§ EXERCISE OBJECTIVE
All of the records need to be retyped exactly, with no line dropped.

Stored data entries
----------------------------------------

use wastewatch::dashboard::{DashboardController, PipelineStage};
use wastewatch::ingest::{CameraDevice, MediaStream, MediaTrack, StreamRequest, TrackKind};
use wastewatch::transport::{HttpResponse, Transport, TransportError};
use wastewatch::{
    CameraState, ClientConfig, Error, Facing, FileSource, Frame, SelectedFile, Severity,
};

const UPLOAD_OK: &str = r#"{
    "status": "success",
    "processed_image": "processed_run.jpg",
    "detected_classes": ["plastic bottle", "wrapper", "person"]
}"#;

const ALERT_LIST: &str = r#"{
    "status": "success",
    "alerts": [
        {"timestamp": "2024-02-01 10:00:00", "classes": ["plastic bottle", "wrapper"], "image_path": "processed_run.jpg"}
    ]
}"#;

type Reply = Result<HttpResponse, TransportError>;

// ----------------------------------------------------------------------------
// Camera stub that counts track starts and stops
// ----------------------------------------------------------------------------

#[derive(Clone, Default)]
struct TrackCounters {
    started: Arc<AtomicUsize>,
    stopped: Arc<AtomicUsize>,
    opens: Arc<AtomicUsize>,
    /// Tracks still live at the moment each stream was opened.
    live_at_open: Arc<Mutex<Vec<usize>>>,
}

impl TrackCounters {
    fn live(&self) -> usize {
        self.started.load(Ordering::SeqCst) - self.stopped.load(Ordering::SeqCst)
    }
}

struct CountingDevice {
    counters: TrackCounters,
    with_audio: bool,
    deny: bool,
}

impl CountingDevice {
    fn new(counters: &TrackCounters) -> Self {
        Self {
            counters: counters.clone(),
            with_audio: true,
            deny: false,
        }
    }
}

impl CameraDevice for CountingDevice {
    fn open(&mut self, request: &StreamRequest) -> wastewatch::Result<MediaStream> {
        if self.deny {
            return Err(Error::CameraUnavailable("permission denied".to_string()));
        }
        self.counters
            .live_at_open
            .lock()
            .unwrap()
            .push(self.counters.live());
        self.counters.opens.fetch_add(1, Ordering::SeqCst);

        let mut kinds = vec![TrackKind::Video];
        if self.with_audio {
            kinds.push(TrackKind::Audio);
        }
        let tracks: Vec<Box<dyn MediaTrack>> = kinds
            .into_iter()
            .map(|kind| {
                self.counters.started.fetch_add(1, Ordering::SeqCst);
                Box::new(CountingTrack {
                    kind,
                    facing: request.facing,
                    live: true,
                    stopped: self.counters.stopped.clone(),
                }) as Box<dyn MediaTrack>
            })
            .collect();
        Ok(MediaStream::new(tracks))
    }
}

struct CountingTrack {
    kind: TrackKind,
    facing: Facing,
    live: bool,
    stopped: Arc<AtomicUsize>,
}

impl MediaTrack for CountingTrack {
    fn kind(&self) -> TrackKind {
        self.kind
    }

    fn read_frame(&mut self) -> wastewatch::Result<Frame> {
        let shade = match self.facing {
            Facing::Environment => 40,
            Facing::User => 200,
        };
        Frame::from_rgb(vec![shade; 32 * 24 * 3], 32, 24)
    }

    fn stop(&mut self) {
        if self.live {
            self.live = false;
            self.stopped.fetch_add(1, Ordering::SeqCst);
        }
    }

    fn is_live(&self) -> bool {
        self.live
    }
}

// ----------------------------------------------------------------------------
// Backend double
// ----------------------------------------------------------------------------

struct Backend {
    healthy: AtomicBool,
    upload_replies: Mutex<VecDeque<Reply>>,
    uploads: AtomicUsize,
    gate: Mutex<Option<(Sender<()>, Receiver<()>)>>,
}

impl Backend {
    fn new() -> Arc<Self> {
        Arc::new(Self {
            healthy: AtomicBool::new(true),
            upload_replies: Mutex::new(VecDeque::new()),
            uploads: AtomicUsize::new(0),
            gate: Mutex::new(None),
        })
    }

    fn hold_next_upload(&self) -> (Receiver<()>, Sender<()>) {
        let (entered_tx, entered_rx) = mpsc::channel();
        let (release_tx, release_rx) = mpsc::channel();
        *self.gate.lock().unwrap() = Some((entered_tx, release_rx));
        (entered_rx, release_tx)
    }

    fn uploads(&self) -> usize {
        self.uploads.load(Ordering::SeqCst)
    }
}

impl Transport for Backend {
    fn is_online(&self) -> bool {
        true
    }

    fn get(&self, path: &str, _timeout: Duration) -> Reply {
        match path {
            "health" if self.healthy.load(Ordering::SeqCst) => {
                Ok(HttpResponse::new(200, r#"{"status": "healthy"}"#))
            }
            "health" => Ok(HttpResponse::new(503, "unavailable")),
            "alerts/list" => Ok(HttpResponse::new(200, ALERT_LIST)),
            other => panic!("unexpected GET {}", other),
        }
    }

    fn post_json(&self, path: &str, _body: &serde_json::Value, _timeout: Duration) -> Reply {
        assert_eq!(path, "upload");
        let gate = self.gate.lock().unwrap().take();
        if let Some((entered, release)) = gate {
            entered.send(()).unwrap();
            release.recv().unwrap();
        }
        self.uploads.fetch_add(1, Ordering::SeqCst);
        self.upload_replies
            .lock()
            .unwrap()
            .pop_front()
            .unwrap_or_else(|| Ok(HttpResponse::new(200, UPLOAD_OK)))
    }
}

fn controller(
    backend: &Arc<Backend>,
    device: CountingDevice,
) -> DashboardController<CountingDevice> {
    let mut config = ClientConfig::for_base_url("http://localhost:5000").unwrap();
    config.upload.retry_delay = Duration::from_millis(5);
    let transport: Arc<dyn Transport> = backend.clone();
    DashboardController::with_transport(config, transport, device)
}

----------------------------------------

§ TASK OUTPUT
use wastewatch::dashboard::{DashboardController, PipelineStage};
use wastewatch::ingest::{CameraDevice, MediaStream, MediaTrack, StreamRequest, TrackKind};
use wastewatch::transport::{HttpResponse, Transport, TransportError};
use wastewatch::{
    CameraState, ClientConfig, Error, Facing, FileSource, Frame, SelectedFile, Severity,
};

const UPLOAD_OK: &str = r#"{
    "status": "success",
    "processed_image": "processed_run.jpg",
    "detected_classes": ["plastic bottle", "wrapper", "person"]
}"#;

const ALERT_LIST: &str = r#"{
    "status": "success",
    "alerts": [
        {"timestamp": "2024-02-01 10:00:00", "classes": ["plastic bottle", "wrapper"], "image_path": "processed_run.jpg"}
    ]
}"#;

type Reply = Result<HttpResponse, TransportError>;

// ----------------------------------------------------------------------------
// Camera stub that counts track starts and stops
// ----------------------------------------------------------------------------

#[derive(Clone, Default)]
struct TrackCounters {
    started: Arc<AtomicUsize>,
    stopped: Arc<AtomicUsize>,
    opens: Arc<AtomicUsize>,
    /// Tracks still live at the moment each stream was opened.
    live_at_open: Arc<Mutex<Vec<usize>>>,
}

impl TrackCounters {
    fn live(&self) -> usize {
        self.started.load(Ordering::SeqCst) - self.stopped.load(Ordering::SeqCst)
    }
}

struct CountingDevice {
    counters: TrackCounters,
    with_audio: bool,
    deny: bool,
}

impl CountingDevice {
    fn new(counters: &TrackCounters) -> Self {
        Self {
            counters: counters.clone(),
            with_audio: true,
            deny: false,
        }
    }
}

impl CameraDevice for CountingDevice {
    fn open(&mut self, request: &StreamRequest) -> wastewatch::Result<MediaStream> {
        if self.deny {
            return Err(Error::CameraUnavailable("permission denied".to_string()));
        }
        self.counters
            .live_at_open
            .lock()
            .unwrap()
            .push(self.counters.live());
        self.counters.opens.fetch_add(1, Ordering::SeqCst);

        let mut kinds = vec![TrackKind::Video];
        if self.with_audio {
            kinds.push(TrackKind::Audio);
        }
        let tracks: Vec<Box<dyn MediaTrack>> = kinds
            .into_iter()
            .map(|kind| {
                self.counters.started.fetch_add(1, Ordering::SeqCst);
                Box::new(CountingTrack {
                    kind,
                    facing: request.facing,
                    live: true,
                    stopped: self.counters.stopped.clone(),
                }) as Box<dyn MediaTrack>
            })
            .collect();
        Ok(MediaStream::new(tracks))
    }
}

struct CountingTrack {
    kind: TrackKind,
    facing: Facing,
    live: bool,
    stopped: Arc<AtomicUsize>,
}

impl MediaTrack for CountingTrack {
    fn kind(&self) -> TrackKind {
        self.kind
    }

    fn read_frame(&mut self) -> wastewatch::Result<Frame> {
        let shade = match self.facing {
            Facing::Environment => 40,
            Facing::User => 200,
        };
        Frame::from_rgb(vec![shade; 32 * 24 * 3], 32, 24)
    }

    fn stop(&mut self) {
        if self.live {
            self.live = false;
            self.stopped.fetch_add(1, Ordering::SeqCst);
        }
    }

    fn is_live(&self) -> bool {
        self.live
    }
}

// ----------------------------------------------------------------------------
// Backend double
// ----------------------------------------------------------------------------

struct Backend {
    healthy: AtomicBool,
    upload_replies: Mutex<VecDeque<Reply>>,
    uploads: AtomicUsize,
    gate: Mutex<Option<(Sender<()>, Receiver<()>)>>,
}

impl Backend {
    fn new() -> Arc<Self> {
        Arc::new(Self {
            healthy: AtomicBool::new(true),
            upload_replies: Mutex::new(VecDeque::new()),
            uploads: AtomicUsize::new(0),
            gate: Mutex::new(None),
        })
    }

    fn hold_next_upload(&self) -> (Receiver<()>, Sender<()>) {
        let (entered_tx, entered_rx) = mpsc::channel();
        let (release_tx, release_rx) = mpsc::channel();
        *self.gate.lock().unwrap() = Some((entered_tx, release_rx));
        (entered_rx, release_tx)
    }

    fn uploads(&self) -> usize {
        self.uploads.load(Ordering::SeqCst)
    }
}

impl Transport for Backend {
    fn is_online(&self) -> bool {
        true
    }

    fn get(&self, path: &str, _timeout: Duration) -> Reply {
        match path {
            "health" if self.healthy.load(Ordering::SeqCst) => {
                Ok(HttpResponse::new(200, r#"{"status": "healthy"}"#))
            }
            "health" => Ok(HttpResponse::new(503, "unavailable")),
            "alerts/list" => Ok(HttpResponse::new(200, ALERT_LIST)),
            other => panic!("unexpected GET {}", other),
        }
    }

    fn post_json(&self, path: &str, _body: &serde_json::Value, _timeout: Duration) -> Reply {
        assert_eq!(path, "upload");
        let gate = self.gate.lock().unwrap().take();
        if let Some((entered, release)) = gate {
            entered.send(()).unwrap();
            release.recv().unwrap();
        }
        self.uploads.fetch_add(1, Ordering::SeqCst);
        self.upload_replies
            .lock()
            .unwrap()
            .pop_front()
            .unwrap_or_else(|| Ok(HttpResponse::new(200, UPLOAD_OK)))
    }
}

fn controller(
    backend: &Arc<Backend>,
    device: CountingDevice,
) -> DashboardController<CountingDevice> {
    let mut config = ClientConfig::for_base_url("http://localhost:5000").unwrap();
    config.upload.retry_delay = Duration::from_millis(5);
    let transport: Arc<dyn Transport> = backend.clone();
    DashboardController::with_transport(config, transport, device)
}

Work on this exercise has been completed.